AWS re:Invent 2022 - Better, faster, and lower-cost storage: Optimizing Amazon S3 (STG202)

Summary

  • Christoph Bartenstein, director of Amazon S3 Intelligent Storage, and Andrew Cutze, a product manager, discuss optimizing cost and performance in Amazon S3.
  • Zane Reynolds from Torque Robotics shares how they optimize storage at petabyte scale.
  • The session covers different S3 storage classes, features like S3 Storage Lens, lifecycle policies, and customer case studies.
  • S3 has evolved from backup and disaster recovery to supporting a wide range of use cases like data lakes and media archives.
  • IDC estimates over 100 zettabytes of data created or replicated in the current year.
  • Pillars of cost optimization include understanding use case requirements, developing insights into storage, and optimizing and measuring actions.
  • S3 Storage Lens provides organization-wide visibility into storage usage and has recently added 34 new metrics.

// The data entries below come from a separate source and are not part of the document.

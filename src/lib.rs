//! bybit-intraday: Intraday perpetual-futures trading bot for Bybit
//!
//! This library provides the core components for:
//! - Risk admission and position sizing from strategy signals
//! - Daily-loss circuit breaker and post-loss cooldown
//! - Entry intent lifecycle: market-with-cap and limit-on-retest
//! - Exit ladder: partial take-profits, trailing stops, time stops
//! - Startup reconciliation against exchange positions
//! - Operator control plane with persisted runtime parameters
//! - Structured logging and metrics

pub mod cli;
pub mod config;
pub mod engine;
pub mod execution;
pub mod market;
pub mod risk;
pub mod runtime;
pub mod signal;
pub mod telemetry;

  • Intelligent Tiering automatically optimizes storage costs by moving data between access tiers based on usage patterns.

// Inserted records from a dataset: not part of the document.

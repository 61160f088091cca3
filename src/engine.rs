//! Trading loop
//!
//! One cycle: snapshot runtime parameters, refresh market state, run
//! position management, feed realized PnL back into the risk engine,
//! then collect and assess new signals.

use chrono::{DateTime, Utc};
use rust_decimal::prelude::ToPrimitive;
use std::collections::HashMap;
use std::time::Duration;

use crate::execution::{ExecutionEngine, ExecutionReport};
use crate::market::{MarketDataSource, MarketState};
use crate::risk::{PositionState, RiskDecision, RiskEngine};
use crate::runtime::ControlPlane;
use crate::signal::Signal;
use crate::telemetry::metrics::{set_gauge, GaugeMetric};

/// Produces entry candidates for one cycle from current market and
/// position state. Strategy implementations live behind this seam.
pub trait SignalSource: Send {
    fn collect(
        &mut self,
        market: &HashMap<String, MarketState>,
        positions: &HashMap<String, PositionState>,
    ) -> Vec<Signal>;
}

/// A source that never signals; exits still run
pub struct NullSignalSource;

impl SignalSource for NullSignalSource {
    fn collect(
        &mut self,
        _market: &HashMap<String, MarketState>,
        _positions: &HashMap<String, PositionState>,
    ) -> Vec<Signal> {
        vec![]
    }
}

/// Assess signals and hand every approved decision to execution.
/// Returns all decisions, rejections included, for logging upstream.
pub async fn run_signal_pipeline(
    risk: &mut RiskEngine,
    execution: &mut ExecutionEngine,
    signals: &[Signal],
    market: &HashMap<String, MarketState>,
    now: DateTime<Utc>,
) -> Vec<RiskDecision> {
    let decisions = risk.assess_signals(signals, execution.positions(), market, now);
    for decision in &decisions {
        if decision.approved {
            execution
                .handle_risk_decision(decision, market.get(decision.symbol()), now)
                .await;
        }
    }
    decisions
}

pub struct TradingLoop<M: MarketDataSource, S: SignalSource> {
    risk: RiskEngine,
    execution: ExecutionEngine,
    market_source: M,
    signal_source: S,
    control: ControlPlane,
    cycle_interval: Duration,
}

impl<M: MarketDataSource, S: SignalSource> TradingLoop<M, S> {
    pub fn new(
        risk: RiskEngine,
        execution: ExecutionEngine,
        market_source: M,
        signal_source: S,
        control: ControlPlane,
        cycle_interval: Duration,
    ) -> Self {
        Self {
            risk,
            execution,
            market_source,
            signal_source,
            control,
            cycle_interval,
        }
    }

    pub fn risk(&self) -> &RiskEngine {
        &self.risk
    }

    pub fn execution(&self) -> &ExecutionEngine {
        &self.execution
    }

    /// One full cycle. Exits and reconciliation always run; new entries
    /// only while the trading switch is on.
    pub async fn run_cycle(&mut self, now: DateTime<Utc>) -> anyhow::Result<Vec<ExecutionReport>> {
        let params = self.control.snapshot().await;
        self.risk.apply_runtime(&params);
        self.execution.set_limits(self.risk.limits().clone());

        let market = self.market_source.snapshot().await?;
        let reports = self.execution.on_market_snapshot(&market, now).await;
        for report in &reports {
            if let Some(pnl) = report.realized_pnl {
                self.risk.record_trade_pnl(pnl, now);
            }
        }

        if params.trading_enabled {
            let signals = self.signal_source.collect(&market, self.execution.positions());
            if !signals.is_empty() {
                let decisions = run_signal_pipeline(
                    &mut self.risk,
                    &mut self.execution,
                    &signals,
                    &market,
                    now,
                )
                .await;
                for decision in decisions.iter().filter(|d| d.is_rejected()) {
                    tracing::debug!(
                        symbol = %decision.symbol(),
                        strategy = %decision.strategy_id(),
                        reason = ?decision.reason,
                        "signal rejected"
                    );
                }
            }
        }

        set_gauge(
            GaugeMetric::Equity,
            self.risk.limits().equity.to_f64().unwrap_or(0.0),
        );
        set_gauge(
            GaugeMetric::DailyPnl,
            self.risk.daily_state().realized_pnl.to_f64().unwrap_or(0.0),
        );
        set_gauge(
            GaugeMetric::OpenPositions,
            self.execution.positions().len() as f64,
        );
        set_gauge(
            GaugeMetric::PendingIntents,
            self.execution.intents().len() as f64,
        );
        Ok(reports)
    }

    /// Run cycles forever. A failed cycle is logged and the next one
    /// proceeds; only startup errors abort.
    pub async fn run(&mut self) -> anyhow::Result<()> {
        tracing::info!(
            interval_secs = self.cycle_interval.as_secs(),
            "trading loop started"
        );
        let mut ticker = tokio::time::interval(self.cycle_interval);
        loop {
            ticker.tick().await;
            let now = Utc::now();
            match self.run_cycle(now).await {
                Ok(reports) => {
                    for report in &reports {
                        tracing::info!(
                            event = %report.event,
                            symbol = %report.symbol,
                            qty = %report.quantity,
                            price = %report.price,
                            "execution report"
                        );
                    }
                }
                Err(err) => {
                    tracing::error!(error = %err, "trading cycle failed");
                }
            }
        }
    }
}

#[cfg(test)]
mod tests {
    use super::*;
    use crate::execution::PaperGateway;
    use crate::risk::RiskLimits;
    use crate::runtime::RuntimeParams;
    use crate::signal::Side;
    use async_trait::async_trait;
    use chrono::TimeZone;
    use rust_decimal::Decimal;
    use rust_decimal_macros::dec;
    use std::sync::Arc;

    struct StaticMarket {
        mid: Decimal,
    }

    #[async_trait]
    impl MarketDataSource for StaticMarket {
        async fn snapshot(&mut self) -> anyhow::Result<HashMap<String, MarketState>> {
            Ok(HashMap::from([(
                "BTCUSDT".to_string(),
                MarketState {
                    symbol: "BTCUSDT".to_string(),
                    timestamp: Utc::now(),
                    mid_price: self.mid,
                    spread_bps: dec!(1),
                    depth_pm1_quote: dec!(10000000),
                    atr_5m: Some(dec!(2)),
                    avg_slippage_bps: dec!(1),
                },
            )]))
        }
    }

    struct OneShotSignals {
        fired: bool,
    }

    impl SignalSource for OneShotSignals {
        fn collect(
            &mut self,
            _market: &HashMap<String, MarketState>,
            _positions: &HashMap<String, PositionState>,
        ) -> Vec<Signal> {
            if self.fired {
                return vec![];
            }
            self.fired = true;
            let mut signal = Signal::new("BTCUSDT", Side::Long, "trend_a", dec!(100));
            signal.sl_price = Some(dec!(95));
            vec![signal]
        }
    }

    fn now() -> DateTime<Utc> {
        Utc.with_ymd_and_hms(2024, 6, 3, 10, 0, 0).unwrap()
    }

    async fn trading_loop(mid: Decimal, enabled: bool) -> TradingLoop<StaticMarket, OneShotSignals> {
        let limits = RiskLimits::default();
        let risk = RiskEngine::new(limits.clone(), HashMap::from([("trend_a".to_string(), 1)]), 180);
        let gateway = Arc::new(PaperGateway::new());
        gateway.set_reference_price("BTCUSDT", dec!(100)).await;
        let execution = ExecutionEngine::new(gateway, limits);
        let control = ControlPlane::new(RuntimeParams {
            trading_enabled: enabled,
            ..RuntimeParams::default()
        });
        TradingLoop::new(
            risk,
            execution,
            StaticMarket { mid },
            OneShotSignals { fired: false },
            control,
            Duration::from_secs(5),
        )
    }

    #[tokio::test]
    async fn test_cycle_opens_position_when_enabled() {
        let mut trading = trading_loop(dec!(100), true).await;
        trading.run_cycle(now()).await.unwrap();
        assert_eq!(trading.execution().positions().len(), 1);
    }

    #[tokio::test]
    async fn test_cycle_skips_entries_when_disabled() {
        let mut trading = trading_loop(dec!(100), false).await;
        trading.run_cycle(now()).await.unwrap();
        assert!(trading.execution().positions().is_empty());
    }

    #[tokio::test]
    async fn test_realized_pnl_feeds_daily_state() {
        let mut trading = trading_loop(dec!(100), true).await;
        trading.run_cycle(now()).await.unwrap();
        assert_eq!(trading.execution().positions().len(), 1);

        // Price collapses through the stop; the loss lands in the
        // session accumulator and arms the cooldown
        trading.market_source.mid = dec!(94);
        trading.run_cycle(now() + chrono::Duration::minutes(1)).await.unwrap();
        assert!(trading.execution().positions().is_empty());
        assert!(trading.risk().daily_state().realized_pnl < Decimal::ZERO);
        assert!(trading
            .risk()
            .cooldown_active(now() + chrono::Duration::minutes(2)));
    }
}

  • Performance optimization involves optimizing request rates, throughput, and monitoring performance with tools like CloudWatch and S3 Storage Lens.

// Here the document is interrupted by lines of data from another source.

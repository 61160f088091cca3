//! Paper trading gateway with simulated fills

use async_trait::async_trait;
use chrono::Utc;
use rust_decimal::Decimal;
use std::collections::{HashMap, VecDeque};
use std::sync::Arc;
use tokio::sync::RwLock;
use uuid::Uuid;

use super::types::{ActiveOrder, GatewayError, OrderIntent, OrderStatus, OrderType};
use super::OrderGateway;

/// Simulated gateway: fills immediately at the order's limit price, or
/// at a supplied per-symbol reference price for market orders.
///
/// Tests can script non-filled outcomes with [`PaperGateway::push_status`].
pub struct PaperGateway {
    reference_prices: Arc<RwLock<HashMap<String, Decimal>>>,
    scripted_statuses: Arc<RwLock<VecDeque<OrderStatus>>>,
    submitted: Arc<RwLock<Vec<ActiveOrder>>>,
}

impl PaperGateway {
    pub fn new() -> Self {
        Self {
            reference_prices: Arc::new(RwLock::new(HashMap::new())),
            scripted_statuses: Arc::new(RwLock::new(VecDeque::new())),
            submitted: Arc::new(RwLock::new(vec![])),
        }
    }

    /// Set the reference price market orders fill at
    pub async fn set_reference_price(&self, symbol: impl Into<String>, price: Decimal) {
        self.reference_prices.write().await.insert(symbol.into(), price);
    }

    /// Queue a status for the next submitted order (default: filled)
    pub async fn push_status(&self, status: OrderStatus) {
        self.scripted_statuses.write().await.push_back(status);
    }

    /// All orders submitted so far
    pub async fn submitted_orders(&self) -> Vec<ActiveOrder> {
        self.submitted.read().await.clone()
    }
}

impl Default for PaperGateway {
    fn default() -> Self {
        Self::new()
    }
}

#[async_trait]
impl OrderGateway for PaperGateway {
    async fn submit_order(&self, order: &OrderIntent) -> Result<ActiveOrder, GatewayError> {
        let fill_price = match order.order_type {
            OrderType::Limit => order.price,
            OrderType::Market => self
                .reference_prices
                .read()
                .await
                .get(&order.symbol)
                .copied()
                .or(order.price),
        }
        .ok_or_else(|| {
            GatewayError::Transport(format!("no reference price for {}", order.symbol))
        })?;

        let status = self
            .scripted_statuses
            .write()
            .await
            .pop_front()
            .unwrap_or(OrderStatus::Filled);

        let now = Utc::now();
        let (filled_qty, avg_fill_price) = match status {
            OrderStatus::Filled => (order.quantity, fill_price),
            OrderStatus::PartiallyFilled => (order.quantity / Decimal::TWO, fill_price),
            _ => (Decimal::ZERO, Decimal::ZERO),
        };
        let active = ActiveOrder {
            order_id: Uuid::new_v4().to_string(),
            intent_id: order.client_intent_id,
            order: order.clone(),
            status,
            filled_qty,
            avg_fill_price,
            created_at: now,
            updated_at: Some(now),
        };
        self.submitted.write().await.push(active.clone());
        tracing::info!(
            order_id = %active.order_id,
            symbol = %order.symbol,
            status = ?status,
            "paper order submitted"
        );
        Ok(active)
    }

    async fn cancel_order(&self, order_id: &str) -> Result<(), GatewayError> {
        tracing::info!(order_id, "paper order cancelled");
        Ok(())
    }
}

  • Torque Robotics uses S3 for their data lake, leveraging intelligent tiering, prefix design, and Athena for cost-effective and efficient data management.

Insights

  • S3 Intelligent Tiering is a significant cost-saving tool for customers with unpredictable or changing data access patterns, as it automatically moves data between tiers.
  • S3 Storage Lens is a powerful tool for gaining insights into storage usage and can help identify cost-saving opportunities such as cleaning up incomplete multi-part uploads.
  • Choosing the right S3 storage class based on data access patterns and retrieval needs is crucial for cost optimization.
  • The use of lifecycle policies can automate the process of moving data to more cost-effective storage classes based on predefined conditions.
  • Optimizing key namespace and leveraging multiple prefixes can help avoid throttling and improve request rate performance.
  • Using multi-part uploads and range gets can optimize throughput performance for large data transfers.
  • Server-side encryption does not impact Athena query performance, ensuring data security without sacrificing efficiency.
  • Real-world examples like Torque Robotics illustrate the practical application of S3 features for managing large-scale data lakes effectively.